Below are some records. Count the lines with "tree" in them and give nothing but the total.

*** Opening of Data extracts ***

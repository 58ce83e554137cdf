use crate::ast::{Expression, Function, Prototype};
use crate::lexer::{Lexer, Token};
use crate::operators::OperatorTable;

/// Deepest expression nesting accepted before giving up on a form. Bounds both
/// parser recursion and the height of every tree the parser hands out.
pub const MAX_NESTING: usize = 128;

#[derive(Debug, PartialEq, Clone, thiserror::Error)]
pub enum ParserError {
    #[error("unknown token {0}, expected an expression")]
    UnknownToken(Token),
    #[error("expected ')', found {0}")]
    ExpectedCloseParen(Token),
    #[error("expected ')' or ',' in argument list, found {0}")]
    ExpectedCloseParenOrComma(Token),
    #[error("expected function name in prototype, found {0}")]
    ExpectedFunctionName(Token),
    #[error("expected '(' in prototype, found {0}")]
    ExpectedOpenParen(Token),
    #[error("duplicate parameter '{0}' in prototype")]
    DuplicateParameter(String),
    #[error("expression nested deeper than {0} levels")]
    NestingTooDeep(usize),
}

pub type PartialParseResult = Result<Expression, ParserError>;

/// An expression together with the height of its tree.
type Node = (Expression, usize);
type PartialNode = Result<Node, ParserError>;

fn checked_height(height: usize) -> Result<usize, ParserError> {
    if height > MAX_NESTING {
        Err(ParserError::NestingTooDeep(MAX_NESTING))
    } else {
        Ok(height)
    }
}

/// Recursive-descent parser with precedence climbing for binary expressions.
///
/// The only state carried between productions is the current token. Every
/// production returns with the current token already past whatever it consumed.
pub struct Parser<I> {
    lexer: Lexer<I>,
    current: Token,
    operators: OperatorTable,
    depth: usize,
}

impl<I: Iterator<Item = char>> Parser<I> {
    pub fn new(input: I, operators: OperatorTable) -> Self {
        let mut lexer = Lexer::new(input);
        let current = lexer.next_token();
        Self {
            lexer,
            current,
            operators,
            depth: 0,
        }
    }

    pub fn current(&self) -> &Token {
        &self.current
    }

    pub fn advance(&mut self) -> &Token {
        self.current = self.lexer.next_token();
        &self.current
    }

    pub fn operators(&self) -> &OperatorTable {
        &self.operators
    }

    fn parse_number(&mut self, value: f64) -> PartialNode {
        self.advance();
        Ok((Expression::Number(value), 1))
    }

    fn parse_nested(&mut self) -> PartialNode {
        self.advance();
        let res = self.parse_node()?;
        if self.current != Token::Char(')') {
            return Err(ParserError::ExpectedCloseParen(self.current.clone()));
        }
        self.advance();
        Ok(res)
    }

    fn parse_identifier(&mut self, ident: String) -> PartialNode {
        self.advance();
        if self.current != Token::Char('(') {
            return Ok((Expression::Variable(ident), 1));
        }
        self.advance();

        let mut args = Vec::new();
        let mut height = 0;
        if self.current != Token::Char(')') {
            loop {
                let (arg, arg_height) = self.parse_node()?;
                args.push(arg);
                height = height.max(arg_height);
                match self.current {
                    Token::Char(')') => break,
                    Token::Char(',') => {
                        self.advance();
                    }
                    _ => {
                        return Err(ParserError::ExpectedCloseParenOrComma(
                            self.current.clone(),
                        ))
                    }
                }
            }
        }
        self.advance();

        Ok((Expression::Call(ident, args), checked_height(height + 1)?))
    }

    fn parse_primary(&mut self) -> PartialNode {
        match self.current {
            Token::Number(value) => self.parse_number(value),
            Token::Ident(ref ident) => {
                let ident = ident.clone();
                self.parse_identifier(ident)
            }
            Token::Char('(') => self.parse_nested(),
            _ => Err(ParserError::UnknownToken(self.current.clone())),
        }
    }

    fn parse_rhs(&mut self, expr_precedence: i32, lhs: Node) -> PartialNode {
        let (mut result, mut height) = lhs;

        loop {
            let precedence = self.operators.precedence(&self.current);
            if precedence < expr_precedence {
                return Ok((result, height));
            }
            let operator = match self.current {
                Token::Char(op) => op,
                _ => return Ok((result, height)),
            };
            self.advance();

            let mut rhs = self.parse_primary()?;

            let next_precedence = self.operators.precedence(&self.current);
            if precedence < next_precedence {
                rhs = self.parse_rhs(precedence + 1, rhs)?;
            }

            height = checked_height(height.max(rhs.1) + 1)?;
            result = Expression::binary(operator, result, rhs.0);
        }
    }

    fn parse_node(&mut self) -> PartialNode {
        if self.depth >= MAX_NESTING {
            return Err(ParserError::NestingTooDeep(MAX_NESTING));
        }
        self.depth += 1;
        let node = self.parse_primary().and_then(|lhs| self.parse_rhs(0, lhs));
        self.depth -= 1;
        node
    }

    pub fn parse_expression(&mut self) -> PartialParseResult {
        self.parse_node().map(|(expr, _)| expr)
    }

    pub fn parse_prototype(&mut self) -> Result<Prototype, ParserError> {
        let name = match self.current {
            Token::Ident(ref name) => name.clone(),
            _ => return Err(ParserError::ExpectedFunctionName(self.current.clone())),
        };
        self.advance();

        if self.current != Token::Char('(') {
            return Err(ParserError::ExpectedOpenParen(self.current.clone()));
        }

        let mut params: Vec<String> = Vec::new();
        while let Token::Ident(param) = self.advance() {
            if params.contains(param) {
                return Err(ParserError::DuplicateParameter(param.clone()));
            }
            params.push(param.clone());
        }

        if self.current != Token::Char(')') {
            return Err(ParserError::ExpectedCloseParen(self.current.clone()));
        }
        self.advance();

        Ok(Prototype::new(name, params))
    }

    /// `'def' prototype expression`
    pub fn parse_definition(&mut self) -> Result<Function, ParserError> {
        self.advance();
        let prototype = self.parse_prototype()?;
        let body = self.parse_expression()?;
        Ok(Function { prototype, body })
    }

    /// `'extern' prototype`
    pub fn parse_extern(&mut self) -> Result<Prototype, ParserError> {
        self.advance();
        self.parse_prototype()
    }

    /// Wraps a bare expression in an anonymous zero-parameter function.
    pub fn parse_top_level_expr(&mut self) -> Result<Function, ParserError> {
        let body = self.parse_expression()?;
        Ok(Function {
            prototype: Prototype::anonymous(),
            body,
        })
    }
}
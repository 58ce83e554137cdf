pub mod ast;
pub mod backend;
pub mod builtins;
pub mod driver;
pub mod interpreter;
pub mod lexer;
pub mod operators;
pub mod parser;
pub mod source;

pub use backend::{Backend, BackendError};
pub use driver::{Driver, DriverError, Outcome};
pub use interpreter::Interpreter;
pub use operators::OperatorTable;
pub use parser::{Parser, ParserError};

*** Close of Data extracts ***
*** Opening of Data extracts ***

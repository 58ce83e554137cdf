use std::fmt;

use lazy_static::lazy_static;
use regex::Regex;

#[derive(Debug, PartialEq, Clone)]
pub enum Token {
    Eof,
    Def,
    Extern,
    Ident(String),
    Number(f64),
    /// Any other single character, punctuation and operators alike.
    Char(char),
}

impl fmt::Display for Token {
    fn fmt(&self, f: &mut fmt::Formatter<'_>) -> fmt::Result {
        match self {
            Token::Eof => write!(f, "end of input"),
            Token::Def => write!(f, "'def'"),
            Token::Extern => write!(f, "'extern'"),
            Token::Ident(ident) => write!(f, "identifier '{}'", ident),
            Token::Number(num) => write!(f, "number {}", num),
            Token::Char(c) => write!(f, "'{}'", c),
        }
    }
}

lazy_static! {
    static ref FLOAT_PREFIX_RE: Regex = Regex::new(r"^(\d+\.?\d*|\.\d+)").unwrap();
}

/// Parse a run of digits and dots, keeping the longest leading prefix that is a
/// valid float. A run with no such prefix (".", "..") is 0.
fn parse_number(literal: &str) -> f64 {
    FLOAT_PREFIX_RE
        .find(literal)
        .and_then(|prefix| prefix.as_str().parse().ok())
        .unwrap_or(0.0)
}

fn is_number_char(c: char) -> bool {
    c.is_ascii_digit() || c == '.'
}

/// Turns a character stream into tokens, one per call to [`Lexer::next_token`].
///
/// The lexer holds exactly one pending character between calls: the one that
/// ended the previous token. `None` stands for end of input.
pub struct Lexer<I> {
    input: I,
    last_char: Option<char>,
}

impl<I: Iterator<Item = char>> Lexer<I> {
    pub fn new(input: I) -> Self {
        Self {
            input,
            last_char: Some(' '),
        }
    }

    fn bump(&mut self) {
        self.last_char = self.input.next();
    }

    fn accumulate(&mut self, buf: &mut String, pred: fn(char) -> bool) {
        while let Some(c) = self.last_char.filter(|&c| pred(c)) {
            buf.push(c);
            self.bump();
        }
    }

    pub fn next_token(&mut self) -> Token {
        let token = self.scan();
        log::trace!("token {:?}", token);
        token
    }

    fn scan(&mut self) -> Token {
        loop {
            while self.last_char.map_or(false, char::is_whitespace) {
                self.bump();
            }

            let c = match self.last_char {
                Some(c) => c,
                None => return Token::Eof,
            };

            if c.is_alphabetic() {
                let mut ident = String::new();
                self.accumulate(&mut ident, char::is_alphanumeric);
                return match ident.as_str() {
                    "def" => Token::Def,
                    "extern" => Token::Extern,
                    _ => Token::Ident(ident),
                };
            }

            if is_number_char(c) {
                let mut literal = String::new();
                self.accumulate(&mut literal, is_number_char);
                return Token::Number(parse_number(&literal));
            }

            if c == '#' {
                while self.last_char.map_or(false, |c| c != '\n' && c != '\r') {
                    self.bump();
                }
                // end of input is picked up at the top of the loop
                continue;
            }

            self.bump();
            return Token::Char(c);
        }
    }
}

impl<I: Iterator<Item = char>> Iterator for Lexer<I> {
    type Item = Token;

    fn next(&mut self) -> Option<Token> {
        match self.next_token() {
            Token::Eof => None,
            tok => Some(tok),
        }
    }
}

*** Close of Data extracts ***

(Answer section): 2